===== SUPPLIED INFORMATION
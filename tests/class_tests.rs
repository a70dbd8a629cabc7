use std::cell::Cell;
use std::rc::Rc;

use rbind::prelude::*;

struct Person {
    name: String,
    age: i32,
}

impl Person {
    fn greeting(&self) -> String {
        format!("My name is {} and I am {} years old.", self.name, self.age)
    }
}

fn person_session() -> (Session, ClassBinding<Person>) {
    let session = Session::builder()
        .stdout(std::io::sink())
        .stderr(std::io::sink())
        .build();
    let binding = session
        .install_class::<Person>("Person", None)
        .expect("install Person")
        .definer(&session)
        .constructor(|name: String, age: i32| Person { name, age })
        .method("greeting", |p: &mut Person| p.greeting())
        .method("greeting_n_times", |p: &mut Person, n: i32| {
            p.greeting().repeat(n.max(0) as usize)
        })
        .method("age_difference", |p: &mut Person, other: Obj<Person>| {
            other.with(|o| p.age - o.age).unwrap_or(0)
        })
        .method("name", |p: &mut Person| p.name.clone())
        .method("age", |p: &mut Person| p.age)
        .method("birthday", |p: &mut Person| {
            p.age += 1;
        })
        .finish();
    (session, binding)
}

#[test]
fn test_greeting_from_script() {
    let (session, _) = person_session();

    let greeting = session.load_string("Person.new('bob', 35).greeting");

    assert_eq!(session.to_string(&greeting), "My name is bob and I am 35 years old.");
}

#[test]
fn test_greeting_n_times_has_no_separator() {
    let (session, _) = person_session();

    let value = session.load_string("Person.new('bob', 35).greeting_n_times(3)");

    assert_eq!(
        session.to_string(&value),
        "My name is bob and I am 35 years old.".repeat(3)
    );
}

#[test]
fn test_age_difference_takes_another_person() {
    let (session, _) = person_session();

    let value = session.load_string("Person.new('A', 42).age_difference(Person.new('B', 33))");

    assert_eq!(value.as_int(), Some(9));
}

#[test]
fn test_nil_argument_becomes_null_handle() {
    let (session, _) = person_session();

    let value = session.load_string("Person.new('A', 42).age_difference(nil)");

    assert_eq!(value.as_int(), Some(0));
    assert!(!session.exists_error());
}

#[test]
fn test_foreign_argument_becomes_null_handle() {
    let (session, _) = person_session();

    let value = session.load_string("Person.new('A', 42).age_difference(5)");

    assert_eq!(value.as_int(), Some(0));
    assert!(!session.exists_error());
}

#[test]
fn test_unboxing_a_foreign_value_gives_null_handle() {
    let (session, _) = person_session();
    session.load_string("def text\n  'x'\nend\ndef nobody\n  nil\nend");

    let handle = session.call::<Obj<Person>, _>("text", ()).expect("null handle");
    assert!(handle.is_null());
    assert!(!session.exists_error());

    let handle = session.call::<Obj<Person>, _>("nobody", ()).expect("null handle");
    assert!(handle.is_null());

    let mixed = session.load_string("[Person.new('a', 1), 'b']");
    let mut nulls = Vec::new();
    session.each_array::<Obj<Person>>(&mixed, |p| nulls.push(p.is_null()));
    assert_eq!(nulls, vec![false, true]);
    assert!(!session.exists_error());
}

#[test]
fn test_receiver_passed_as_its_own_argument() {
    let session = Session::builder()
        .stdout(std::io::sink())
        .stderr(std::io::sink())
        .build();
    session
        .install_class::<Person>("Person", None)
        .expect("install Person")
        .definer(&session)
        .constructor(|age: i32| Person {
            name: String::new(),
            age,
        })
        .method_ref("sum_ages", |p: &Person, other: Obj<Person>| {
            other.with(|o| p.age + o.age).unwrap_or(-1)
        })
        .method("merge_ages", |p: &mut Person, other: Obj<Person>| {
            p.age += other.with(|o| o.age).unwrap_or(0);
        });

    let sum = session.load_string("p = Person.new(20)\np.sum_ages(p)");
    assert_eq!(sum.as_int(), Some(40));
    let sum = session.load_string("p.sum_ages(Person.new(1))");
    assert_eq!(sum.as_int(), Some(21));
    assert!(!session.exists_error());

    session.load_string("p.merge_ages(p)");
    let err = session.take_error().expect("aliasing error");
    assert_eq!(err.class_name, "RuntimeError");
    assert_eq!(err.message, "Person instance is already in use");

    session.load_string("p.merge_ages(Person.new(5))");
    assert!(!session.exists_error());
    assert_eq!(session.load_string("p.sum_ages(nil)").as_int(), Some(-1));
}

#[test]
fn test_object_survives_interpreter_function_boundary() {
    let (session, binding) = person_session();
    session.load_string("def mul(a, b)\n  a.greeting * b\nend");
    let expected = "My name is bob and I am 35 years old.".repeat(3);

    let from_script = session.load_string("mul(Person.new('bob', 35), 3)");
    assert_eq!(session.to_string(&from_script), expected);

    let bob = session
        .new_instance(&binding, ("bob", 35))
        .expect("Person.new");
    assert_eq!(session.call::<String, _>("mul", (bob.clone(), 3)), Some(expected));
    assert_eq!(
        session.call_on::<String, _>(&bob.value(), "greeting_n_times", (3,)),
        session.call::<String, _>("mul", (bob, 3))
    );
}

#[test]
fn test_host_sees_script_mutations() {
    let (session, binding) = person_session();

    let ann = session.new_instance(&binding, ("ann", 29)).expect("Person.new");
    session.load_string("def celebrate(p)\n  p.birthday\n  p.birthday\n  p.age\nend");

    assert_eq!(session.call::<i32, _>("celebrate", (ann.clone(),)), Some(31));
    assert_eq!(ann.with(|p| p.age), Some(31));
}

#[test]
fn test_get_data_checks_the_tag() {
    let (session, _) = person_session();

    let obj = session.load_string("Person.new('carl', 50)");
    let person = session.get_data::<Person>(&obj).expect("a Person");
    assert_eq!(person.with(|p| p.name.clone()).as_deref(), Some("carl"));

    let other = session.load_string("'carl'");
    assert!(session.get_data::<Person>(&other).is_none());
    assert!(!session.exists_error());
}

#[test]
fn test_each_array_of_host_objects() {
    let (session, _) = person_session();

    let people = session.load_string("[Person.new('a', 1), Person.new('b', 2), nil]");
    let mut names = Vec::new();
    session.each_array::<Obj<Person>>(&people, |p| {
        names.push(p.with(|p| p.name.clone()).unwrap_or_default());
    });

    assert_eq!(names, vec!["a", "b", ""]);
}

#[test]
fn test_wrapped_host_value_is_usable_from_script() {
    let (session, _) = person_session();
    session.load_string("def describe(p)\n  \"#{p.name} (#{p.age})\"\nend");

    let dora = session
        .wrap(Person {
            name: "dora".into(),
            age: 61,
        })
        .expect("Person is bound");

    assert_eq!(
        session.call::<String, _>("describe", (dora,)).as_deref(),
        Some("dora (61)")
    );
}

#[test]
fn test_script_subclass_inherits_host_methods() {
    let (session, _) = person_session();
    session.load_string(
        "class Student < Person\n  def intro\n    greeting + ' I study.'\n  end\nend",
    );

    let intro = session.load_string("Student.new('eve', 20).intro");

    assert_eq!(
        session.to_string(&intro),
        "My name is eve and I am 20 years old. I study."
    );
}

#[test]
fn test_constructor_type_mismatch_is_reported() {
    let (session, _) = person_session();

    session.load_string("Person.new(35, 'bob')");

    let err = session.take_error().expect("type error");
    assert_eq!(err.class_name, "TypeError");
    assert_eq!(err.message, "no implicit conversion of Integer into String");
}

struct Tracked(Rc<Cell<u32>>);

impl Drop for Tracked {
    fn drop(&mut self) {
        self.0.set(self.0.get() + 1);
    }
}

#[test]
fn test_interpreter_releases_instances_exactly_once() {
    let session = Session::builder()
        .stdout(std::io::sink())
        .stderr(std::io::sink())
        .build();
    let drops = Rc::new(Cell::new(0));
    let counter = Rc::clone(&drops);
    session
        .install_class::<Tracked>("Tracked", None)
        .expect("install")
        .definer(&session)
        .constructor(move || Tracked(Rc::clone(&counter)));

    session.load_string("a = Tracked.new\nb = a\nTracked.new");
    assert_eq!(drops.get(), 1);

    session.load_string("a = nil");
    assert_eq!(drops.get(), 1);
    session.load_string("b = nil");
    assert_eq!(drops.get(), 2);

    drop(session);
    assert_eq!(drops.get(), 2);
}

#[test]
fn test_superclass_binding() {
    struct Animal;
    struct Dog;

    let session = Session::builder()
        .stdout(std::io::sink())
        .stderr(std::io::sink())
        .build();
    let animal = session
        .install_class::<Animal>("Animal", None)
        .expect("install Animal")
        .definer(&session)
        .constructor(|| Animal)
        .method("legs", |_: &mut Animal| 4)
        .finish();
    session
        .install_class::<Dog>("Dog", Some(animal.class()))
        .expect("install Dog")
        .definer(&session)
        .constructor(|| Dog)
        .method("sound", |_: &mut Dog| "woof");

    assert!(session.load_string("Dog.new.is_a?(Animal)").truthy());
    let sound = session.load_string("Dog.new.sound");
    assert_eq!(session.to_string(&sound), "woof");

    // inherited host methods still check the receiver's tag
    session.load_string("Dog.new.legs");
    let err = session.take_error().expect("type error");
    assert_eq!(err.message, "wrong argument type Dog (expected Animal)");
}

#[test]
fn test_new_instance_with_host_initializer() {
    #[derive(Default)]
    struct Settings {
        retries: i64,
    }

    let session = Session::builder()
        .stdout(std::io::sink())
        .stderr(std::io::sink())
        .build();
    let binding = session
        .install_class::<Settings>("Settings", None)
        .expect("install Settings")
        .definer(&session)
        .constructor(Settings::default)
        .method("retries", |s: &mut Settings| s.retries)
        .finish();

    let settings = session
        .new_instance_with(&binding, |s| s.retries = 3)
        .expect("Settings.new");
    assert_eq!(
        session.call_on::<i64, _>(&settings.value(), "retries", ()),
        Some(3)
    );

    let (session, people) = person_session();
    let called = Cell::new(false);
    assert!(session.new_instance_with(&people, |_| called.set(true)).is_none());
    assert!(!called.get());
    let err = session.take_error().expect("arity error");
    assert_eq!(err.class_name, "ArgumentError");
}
==========
WHAT YOU SHOULD DO
The response must contain every line from the listing above in which the string "into" appears.

ANSWER FOR THIS EXERCISE
            name: "dora".into(),
    assert_eq!(err.message, "no implicit conversion of Integer into String");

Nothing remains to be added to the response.